O processo cautelar
O devido processo legal se traduz na exigência de que toda e qualquer interferência judicial na esfera jurídica de alguém seja resultado de um processo inspirado nos valores integrantes do modelo constitucional do processo
Por essa razão, qualquer tipologia de tutelas jurisdicionais, construída com base na natureza da interferência operada na esfera jurídica das partes, corresponde, necessariamente, a uma tipologia de processos jurisdicionais. –Tipo X de tutela jurisdicional é prestada através de tipo X de processo
Sendo as providências urgentes ou cautelares maneiras especiais de intervenção do juiz na esfera jurídica dos jurisdicionados, o devido processo legal exige que elas sejam o resultado de um processo, enquanto seqüência de atos estruturada em obediência aos valores integrantes do modelo constitucional do processo.
Processo urgente ou cautelar é a seqüência de atos, estruturada em obediência aos valores integrantes do modelo constitucional do processo, através da qual se presta a tutela urgente ou cautelar (= através da qual as providências urgentes são emitidas e efetivadas).
Atenção: é fundamental não confundir o conceito de processo urgente ou cautelar, acima oferecido, com a noção de processo autônomo.
A noção de processo autônomo é uma noção formal ou meramente burocrática: a autonomia de um processo está associada à característica dele ser iniciado por petição inicial e citação específicas e receber autuação própria.
Se um tipo de processo qualquer, identificado com base em tipologia de tutelas jurisdicionais (tipo X de tutela jurisdicional requer tipo X de processo) é ou não processo autônomo é algo que independe, totalmente, de suas características estruturais e funcionais.
Assim, uma seqüência de atos voltadas à prestação de um determinado tipo de tutela jurisdicional – por exemplo, tutela urgente – corresponde igualmente a um determinado tipo de processo – por exemplo, processo urgente ou cautelar – seja disciplinado como processo autônomo ou não.
Um determinado tipo de processo, no sentido indicado acima, quando não é dotado de autonomia formal, consiste em mera fase de um processo formalmente híbrido (denominado, na doutrina brasileira atual, processo sincrético).
O processo urgente ou cautelar é disciplinado, no direito brasileiro, quer como processo autônomo, quer como mera fase de processo híbrido (ou sincrético)
A opção do legislador pela forma autônoma ou não de disciplinar determinado tipo de processo é irrelevante, quando respeitados, de maneira adequada, os valores integrantes do modelo constitucional do processo civil.
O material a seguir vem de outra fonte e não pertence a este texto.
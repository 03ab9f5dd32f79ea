//! LoRaWAN end node application core
//!
//! This crate contains the application side of a battery powered LoRaWAN end
//! node. It periodically samples a data source, submits the value as an uplink
//! through a LoRaWAN MAC engine and reacts to the engine's events (join,
//! transmit completion, downlinks) to drive a small remote command protocol.
//!
//! # Features
//! - Single self-rescheduling work job, re-armed immediately after a join
//! - At most one uplink in flight, busy ticks are dropped instead of queued
//! - Reset counter downlink command
//! - OTAA and ABP activation
//! - Status output through the `log` facade or `defmt`
//! - No unsafe code
//!
//! # Example
//! ```
//! use core::time::Duration;
//! use lorawan_node::{
//!     config::{AESKey, DevAddr, DeviceConfig, NodeConfig, SessionState},
//!     device::LoRaWANNode,
//!     indicator::NoPin,
//!     mac::{MacEngine, MacEvent, TxError},
//!     status::LogReporter,
//! };
//! # struct Engine { session: SessionState }
//! # impl MacEngine for Engine {
//! #     fn submit_uplink(&mut self, _: u8, _: &[u8], _: bool) -> Result<(), TxError> { Ok(()) }
//! #     fn is_tx_pending(&self) -> bool { false }
//! #     fn session(&self) -> SessionState { self.session }
//! #     fn next_event(&mut self) -> Option<MacEvent> { None }
//! #     fn start_joining(&mut self) {}
//! #     fn set_session(&mut self, net_id: u32, dev_addr: DevAddr, nwk: &AESKey, app: &AESKey) {
//! #         self.session = SessionState { net_id, dev_addr, nwk_skey: *nwk, app_skey: *app, ..self.session };
//! #     }
//! #     fn set_link_check_mode(&mut self, _: bool) {}
//! #     fn set_adr_mode(&mut self, _: bool) {}
//! #     fn select_sub_band(&mut self, _: u8) {}
//! # }
//! # struct Delay;
//! # impl embedded_hal::blocking::delay::DelayMs<u16> for Delay { fn delay_ms(&mut self, _: u16) {} }
//! # let engine = Engine { session: SessionState::default() };
//!
//! // ABP node sending every 60 seconds
//! let device = DeviceConfig::new_abp(0x2601_1234, [0x01; 16], [0x02; 16]);
//! let config = NodeConfig::new(device).with_work_interval(60);
//!
//! let mut node: LoRaWANNode<_, _, NoPin, _> =
//!     LoRaWANNode::new(config, engine, Delay, None, LogReporter::new()).unwrap();
//! node.start(Duration::from_secs(0));
//!
//! // First tick fires immediately and sends the counter
//! let next = node.run_once(Duration::from_secs(0));
//! assert_eq!(node.counter(), 1);
//! assert_eq!(next, Some(Duration::from_secs(60)));
//! ```

#![warn(missing_docs)]
#![cfg_attr(not(feature = "std"), no_std)]

mod fmt;

/// Node configuration and credentials
pub mod config;

/// Work job and event router state
pub mod context;

/// High-level node interface
pub mod device;

/// Downlink command protocol
pub mod downlink;

/// Transmit indicator
pub mod indicator;

/// MAC engine interface
pub mod mac;

/// MAC event router
pub mod router;

/// Work scheduler
pub mod scheduler;

/// Status reporting
pub mod status;

/// Simulated sensor
pub mod telemetry;

/// Uplink admission
pub mod uplink;
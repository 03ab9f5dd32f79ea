use core::fmt;

/// Offset the engine applies to the radio's packet RSSI
const RSSI_OFFSET: i16 = 64;
/// Highest frequency of the SX1276 low frequency band (datasheet 6.3)
const SX1276_FREQ_LF_MAX: u32 = 525_000_000;
const SX1272_RSSI_ADJUST: i16 = -139;
const SX1276_RSSI_ADJUST_LF: i16 = -164;
const SX1276_RSSI_ADJUST_HF: i16 = -157;

/// How the engine reports raw RSSI
#[derive(Debug, Clone, Copy, PartialEq)]
pub enum RssiModel {
    /// Engine already corrected the value, only the offset remains
    Offset,
    /// Raw packet RSSI from an SX1276 received at the given frequency
    Sx1276 {
        /// Receive frequency in Hz
        frequency: u32,
    },
    /// Raw packet RSSI from an SX1272
    Sx1272,
}

/// Signal quality of a received downlink
#[derive(Debug, Clone, Copy, PartialEq)]
#[cfg_attr(feature = "defmt", derive(defmt::Format))]
pub struct SignalQuality {
    /// RSSI in dBm
    pub rssi: i16,
    /// SNR in tenths of a dB
    pub snr_tenfold: i16,
}

impl SignalQuality {
    /// Convert raw radio values
    pub fn from_raw(raw_rssi: i16, raw_snr: i8, model: RssiModel) -> Self {
        let snr_tenfold = snr_tenfold(raw_snr);
        Self {
            rssi: rssi_dbm(raw_rssi, (snr_tenfold / 10) as i8, model),
            snr_tenfold,
        }
    }

    /// Whole dB part of the SNR
    pub fn snr_db(&self) -> i16 {
        self.snr_tenfold / 10
    }

    /// First decimal of the SNR, signed like the whole part
    pub fn snr_decimal(&self) -> i16 {
        self.snr_tenfold % 10
    }

    /// SNR for display with one decimal
    pub fn snr(&self) -> Tenths {
        Tenths(self.snr_tenfold)
    }
}

/// Signed value in tenths, shown as `-0.5`, `7.5`, ...
#[derive(Debug, Clone, Copy, PartialEq)]
pub struct Tenths(pub i16);

impl Tenths {
    fn parts(&self) -> (&'static str, u16, u16) {
        let sign = if self.0 < 0 { "-" } else { "" };
        let magnitude = self.0.unsigned_abs();
        (sign, magnitude / 10, magnitude % 10)
    }
}

impl fmt::Display for Tenths {
    fn fmt(&self, f: &mut fmt::Formatter<'_>) -> fmt::Result {
        let (sign, whole, decimal) = self.parts();
        write!(f, "{}{}.{}", sign, whole, decimal)
    }
}

#[cfg(feature = "defmt")]
impl defmt::Format for Tenths {
    fn format(&self, f: defmt::Formatter<'_>) {
        let (sign, whole, decimal) = self.parts();
        defmt::write!(f, "{=str}{=u16}.{=u16}", sign, whole, decimal)
    }
}

/// SNR in tenths of a dB from the radio's quarter dB packet SNR
pub fn snr_tenfold(raw_snr: i8) -> i16 {
    (raw_snr as i16 * 10) / 4
}

/// RSSI in dBm (SX1276/SX1272 datasheets, 5.5.5)
pub fn rssi_dbm(raw_rssi: i16, snr_db: i8, model: RssiModel) -> i16 {
    let adjust = match model {
        RssiModel::Offset => return raw_rssi - RSSI_OFFSET,
        RssiModel::Sx1276 { frequency } if frequency > SX1276_FREQ_LF_MAX => SX1276_RSSI_ADJUST_HF,
        RssiModel::Sx1276 { .. } => SX1276_RSSI_ADJUST_LF,
        RssiModel::Sx1272 => SX1272_RSSI_ADJUST,
    };

    // Undo the engine's correction to get back the packet RSSI
    let packet_rssi = raw_rssi + 125 - RSSI_OFFSET;
    if snr_db < 0 {
        adjust + packet_rssi + snr_db as i16
    } else {
        adjust + (16 * packet_rssi) / 15
    }
}
use super::{AESKey, ActivationMode, DevAddr, EUI64};

/// Device credentials for either OTAA or ABP activation
#[derive(Debug, Clone, PartialEq)]
pub struct DeviceConfig {
    /// Device EUI (unique device identifier)
    pub dev_eui: EUI64,
    /// Application EUI
    pub app_eui: EUI64,
    /// Application key (used for OTAA)
    pub app_key: AESKey,
    /// Device address (ABP only, assigned by the join for OTAA)
    pub dev_addr: Option<DevAddr>,
    /// Network session key (ABP only, derived by the join for OTAA)
    pub nwk_skey: Option<AESKey>,
    /// Application session key (ABP only, derived by the join for OTAA)
    pub app_skey: Option<AESKey>,
}

/// Session as reported by the MAC engine, used for diagnostics
#[derive(Debug, Clone, Copy, PartialEq, Default)]
pub struct SessionState {
    /// Network identifier
    pub net_id: u32,
    /// Device address, zero while no session is established
    pub dev_addr: DevAddr,
    /// Network session key
    pub nwk_skey: AESKey,
    /// Application session key
    pub app_skey: AESKey,
    /// Uplink frame counter
    pub seqno_up: u32,
    /// Downlink frame counter
    pub seqno_dn: u32,
}

impl DeviceConfig {
    /// Create a new OTAA device configuration
    pub fn new_otaa(dev_eui: EUI64, app_eui: EUI64, app_key: AESKey) -> Self {
        Self {
            dev_eui,
            app_eui,
            app_key,
            dev_addr: None,
            nwk_skey: None,
            app_skey: None,
        }
    }

    /// Create a new ABP device configuration
    pub fn new_abp(dev_addr: DevAddr, nwk_skey: AESKey, app_skey: AESKey) -> Self {
        Self {
            dev_eui: [0; 8],
            app_eui: [0; 8],
            app_key: [0; 16], // Not used in ABP
            dev_addr: Some(dev_addr),
            nwk_skey: Some(nwk_skey),
            app_skey: Some(app_skey),
        }
    }

    /// Activation mode implied by the credentials
    ///
    /// Any pre-provisioned session field selects ABP; `NodeConfig::validate`
    /// rejects a partial one.
    pub fn activation_mode(&self) -> ActivationMode {
        if self.dev_addr.is_some() || self.nwk_skey.is_some() || self.app_skey.is_some() {
            ActivationMode::Abp
        } else {
            ActivationMode::Otaa
        }
    }

    /// Static ABP session parameters, `None` unless all three are present
    pub fn abp_session(&self) -> Option<(DevAddr, AESKey, AESKey)> {
        match (self.dev_addr, self.nwk_skey, self.app_skey) {
            (Some(addr), Some(nwk), Some(app)) => Some((addr, nwk, app)),
            _ => None,
        }
    }
}

impl SessionState {
    /// Whether a session exists (joined, or provisioned through ABP)
    pub fn is_established(&self) -> bool {
        self.dev_addr != 0
    }
}
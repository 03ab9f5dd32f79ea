//! Uplink admission
//!
//! At most one uplink is in flight. A new frame is only built and handed to
//! the MAC engine when the engine reports no pending transmit/receive cycle;
//! otherwise the data for this tick is dropped, never queued.

use heapless::Vec;

use crate::mac::{MacEngine, TxError};

/// Capacity of the uplink payload buffer
pub const UPLINK_PAYLOAD_CAPACITY: usize = 4;

/// Reason an uplink was not submitted
#[derive(Debug, Clone, Copy, PartialEq)]
#[cfg_attr(feature = "defmt", derive(defmt::Format))]
pub enum Rejected {
    /// A transmit/receive cycle is pending
    Busy,
    /// Payload exceeds the uplink buffer
    Oversized,
    /// MAC engine refused the frame
    MacError(TxError),
}

/// Uplink handed to the MAC engine
#[derive(Debug, Clone, Copy, PartialEq)]
#[cfg_attr(feature = "defmt", derive(defmt::Format))]
pub struct Accepted {
    /// Application port
    pub port: u8,
    /// Payload length in bytes
    pub length: usize,
    /// Confirmed uplink
    pub confirmed: bool,
}

/// Pending transmission request
#[derive(Debug, Clone, PartialEq)]
pub struct UplinkMessage {
    /// Application port
    pub port: u8,
    /// Payload
    pub payload: Vec<u8, UPLINK_PAYLOAD_CAPACITY>,
    /// Confirmed uplink
    pub confirmed: bool,
}

impl UplinkMessage {
    /// Build a message, failing if the payload does not fit
    pub fn new(port: u8, payload: &[u8], confirmed: bool) -> Result<Self, Rejected> {
        let payload = Vec::from_slice(payload).map_err(|_| Rejected::Oversized)?;
        Ok(Self {
            port,
            payload,
            confirmed,
        })
    }

    /// Hand the message to the MAC engine, consuming it
    pub fn submit<M: MacEngine>(self, mac: &mut M) -> Result<Accepted, Rejected> {
        mac.submit_uplink(self.port, &self.payload, self.confirmed)
            .map_err(Rejected::MacError)?;
        Ok(Accepted {
            port: self.port,
            length: self.payload.len(),
            confirmed: self.confirmed,
        })
    }
}

/// Submit an uplink if no transmit/receive cycle is pending
///
/// Returns without side effects when the engine is busy.
pub fn try_submit<M: MacEngine>(
    mac: &mut M,
    port: u8,
    payload: &[u8],
    confirmed: bool,
) -> Result<Accepted, Rejected> {
    if mac.is_tx_pending() {
        return Err(Rejected::Busy);
    }
    UplinkMessage::new(port, payload, confirmed)?.submit(mac)
}

/// Uplink payload for a counter value (big endian)
pub fn encode_counter(value: u16) -> [u8; 2] {
    value.to_be_bytes()
}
Isso também quer dizer que, à luz desses valores, não se pode extrair a preferência pela disciplina autônoma ou não de determinado tipo de processo.
A identificação do conceito de processo urgente ou cautelar como o devido processo legal exigido para a prestação de tutela urgente e cautelar é fundamental no direito brasileiro contemporâneo, na medida em que o legislador de 94 optou pela prestação de tutela urgente antecipatória pela forma não autônoma, mas não especificou o iter processual a ser seguido, devendo o intérprete suprir tal lacuna com base, precisamente, no conceito de processo cautelar extraído do modelo constitucional de processo.
A função específica das providências urgentes é bastante para identificar as atividades básicas que devem ser desenvolvidas pelo juiz e pelas partes a fim de que se possa, racionalmente, prestar tutela urgente.
Identificar o periculum in mora Escolher a providência adequada, exigível e proporcional Implementar tal providência.
A] deve ser assegurada a participação simétrica e efetiva de ambos os litigantes [i.e. os destinatários da providência cautelar] em cada uma dessas três etapas: diagnóstico, escolha da solução e implementação da solução escolhida.
B] o juiz deve justificar racionalmente o diagnóstico da situação e a escolha da solução, o que se desdobra no seguinte: –B1] o juiz deve buscar, o máximo possível, respeitados outros valores e certos limites impostos pela situação, a verdade das afirmações de fato que ele utiliza em seu raciocínio justificativo de sua decisão. –B2] o juiz deve buscar, o máximo possível, a solução que seja adequada à situação e traga menos prejuízos do que outras igualmente adequadas, devendo ainda, o juiz, determinar se, no caso concreto, o valor constitucional realizado com a solução seja mais relevante (de maior peso) que outros com ele eventualmente conflitantes.
C] o juiz deve se valer, respeitados outros valores e certos limites impostos pela situação, de medidas (ou providências) aptas a assegurar a plena implementação da solução escolhida.